------ Supplied records ------

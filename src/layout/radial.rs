use super::{Canvas, LayoutNode, NodeSubject, Point, Role};
use crate::api::{CenterUser, Entity};
use crate::graph::FollowGraph;
use std::collections::HashSet;
use std::f64::consts::{FRAC_PI_2, PI, TAU};

/// How ring radii derive from the canvas size.
#[derive(Debug, Clone, Copy, PartialEq)]
pub enum RingPolicy {
    /// `min(W, H) / 2 - margin` scaled by 0.85 (outer) and 0.45 (inner).
    Proportional { margin: f64 },
    /// `min(W, H) * 0.35` for the outer ring, 0.6 of that for the inner one.
    Simple,
}

impl RingPolicy {
    /// `(outer, inner)` radii.
    pub fn radii(&self, canvas: Canvas) -> (f64, f64) {
        let short_side = canvas.width.min(canvas.height);
        match *self {
            RingPolicy::Proportional { margin } => {
                let max_radius = (short_side / 2.0 - margin).max(0.0);
                (max_radius * 0.85, max_radius * 0.45)
            }
            RingPolicy::Simple => {
                let outer = short_side * 0.35;
                (outer, outer * 0.6)
            }
        }
    }
}

/// Places the queried user in the middle, followers on the outer ring and
/// the remaining followings on the inner ring.
#[derive(Debug, Clone, Copy, PartialEq)]
pub struct RadialLayout {
    canvas: Canvas,
    rings: RingPolicy,
    inner_offset: bool,
}

impl RadialLayout {
    pub fn new(canvas: Canvas, rings: RingPolicy) -> Self {
        Self {
            canvas,
            rings,
            inner_offset: true,
        }
    }

    /// Rotate the inner ring by half a slot so it does not line up with the
    /// outer one.
    pub fn with_inner_offset(mut self, inner_offset: bool) -> Self {
        self.inner_offset = inner_offset;
        self
    }

    pub fn canvas(&self) -> Canvas {
        self.canvas
    }

    pub fn radii(&self) -> (f64, f64) {
        self.rings.radii(self.canvas)
    }

    pub fn from_graph(&self, center: &CenterUser, graph: &FollowGraph) -> Vec<LayoutNode> {
        let inner = graph.non_mutual_followings();
        self.initialize_nodes(center, &graph.followers, &inner, &graph.mutual_ids())
    }

    /// `outer` entries listed in `mutual_ids` are tagged [`Role::Mutual`].
    /// `inner` is expected to exclude mutual follows already on the outer ring.
    pub fn initialize_nodes(
        &self,
        center: &CenterUser,
        outer: &[Entity],
        inner: &[Entity],
        mutual_ids: &HashSet<u64>,
    ) -> Vec<LayoutNode> {
        let origin = self.canvas.center();
        let (outer_radius, inner_radius) = self.radii();
        let mut nodes = Vec::with_capacity(1 + outer.len() + inner.len());

        nodes.push(LayoutNode {
            id: format!("center-{}", center.id),
            position: origin,
            role: Role::Center,
            subject: NodeSubject::Center(center.clone()),
        });

        let n = outer.len();
        for (i, entity) in outer.iter().enumerate() {
            let role = if mutual_ids.contains(&entity.id) {
                Role::Mutual
            } else {
                Role::Follower
            };
            nodes.push(LayoutNode {
                id: format!("follower-{}", entity.id),
                position: ring_point(origin, outer_radius, i, n, 0.0),
                role,
                subject: NodeSubject::Account(entity.clone()),
            });
        }

        let n = inner.len();
        let offset = if self.inner_offset && n > 0 {
            PI / n as f64
        } else {
            0.0
        };
        for (i, entity) in inner.iter().enumerate() {
            nodes.push(LayoutNode {
                id: format!("following-{}", entity.id),
                position: ring_point(origin, inner_radius, i, n, offset),
                role: Role::Following,
                subject: NodeSubject::Account(entity.clone()),
            });
        }

        nodes
    }
}

/// Slot `i` of `n` on a ring, starting straight up.
fn ring_point(origin: Point, radius: f64, i: usize, n: usize, offset: f64) -> Point {
    let angle = (i as f64 / n as f64) * TAU - FRAC_PI_2 + offset;
    Point::new(
        origin.x + radius * angle.cos(),
        origin.y + radius * angle.sin(),
    )
}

------

Task to complete> Please return all lines in the material above that include the word "LayoutNode".

Written solution>
use super::{Canvas, LayoutNode, NodeSubject, Point, Role};
    pub fn from_graph(&self, center: &CenterUser, graph: &FollowGraph) -> Vec<LayoutNode> {
    ) -> Vec<LayoutNode> {
        nodes.push(LayoutNode {
            nodes.push(LayoutNode {
            nodes.push(LayoutNode {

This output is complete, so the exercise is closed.